Siria: tra imperialismi e bancarotta politica araba

siria riccardo cristiano 320x400C’è un racconto che non viene fatto abbastanza ma che è essenziale per capire cosa succede in Siria: è il racconto della bancarotta politica araba. Questo racconto non viene fatto perché rimuoviamo il punto di vista degli arabi e non siamo disponibili a riconoscere contemporaneamente i gravissimi danni causati sia dai sovietici, poi russi, sia dagli statunitensi. Questi danni preferiamo attribuirli tutti all’islam.
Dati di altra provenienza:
//! Failures of the remote document service.
//!
//! The variants only exist for diagnostics; callers surface every one of them
//! to the user as the same "remote operation failed" outcome.

use std::path::PathBuf;

use reqwest::StatusCode;
use thiserror::Error;

#[derive(Debug, Error)]
pub enum ClientError {
    #[error("transport failure: {0}")]
    Transport(#[from] reqwest::Error),
    #[error("{endpoint} returned non-success status {status}")]
    Status {
        endpoint: &'static str,
        status: StatusCode,
    },
    #[error("invalid {endpoint} response payload: {source}")]
    Decode {
        endpoint: &'static str,
        #[source]
        source: reqwest::Error,
    },
    #[error("failed to read '{}': {source}", .path.display())]
    ReadFile {
        path: PathBuf,
        #[source]
        source: std::io::Error,
    },
}

impl ClientError {
    /// HTTP status of the failed call, when the backend answered at all.
    pub fn status(&self) -> Option<StatusCode> {
        match self {
            Self::Status { status, .. } => Some(*status),
            Self::Transport(err) => err.status(),
            Self::Decode { .. } | Self::ReadFile { .. } => None,
        }
    }
}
Eppure è strano che tanti osservatori attenti, colti e ben documentati dimentichino tanto facilmente che l’ultimo grande esercito islamico, quello del sultano ottomano, combatté con le armi i wahhabiti, ritenuti alla Sublime Porta qualcosa di simile alla peste: la follia teologica e culturale del puritanesimo wahhabita arrivò a distruggere importanti sarcofagi islamici, che non dovevano essere luogo di venerazione perché si venera solo Dio: motivo per cui scoraggiano la stessa visita alle tombe di Maometto e dei primi califfi. Tanto che ancora oggi chi compie il pellegrinaggio può solo affacciarsi per qualche momento a una piccola edicola dalla quale vedere in lontananza i preziosi sarcofagi. La guerra cominciò appena i wahhabiti distrussero il sarcofago dell’imam Hussein a Kerbela, all’inizio del XIX secolo: nel 1816 gli uomini del Sultano intensificarono la loro campagna militare e sconfissero i wahhabiti, già sostenuti dai Saud. Molto tempo dopo, subito dopo la conferenza di Yalta, F.D. Roosvelt non ebbe problemi a recarsi a Riad e ad allearsi con loro, che per prendere il potere in Arabia, divenuta tutta saudita, non avevano esitato a combattere tutte le altre tribù, sostenuti solo dalla setta wahhabita. Colpa dell’Islam? Problema per l’Islam, che da allora si è visto trasformato dai miliardi sauditi che gonfiano le tasche degli imam wahhabiti in tutto il mondo.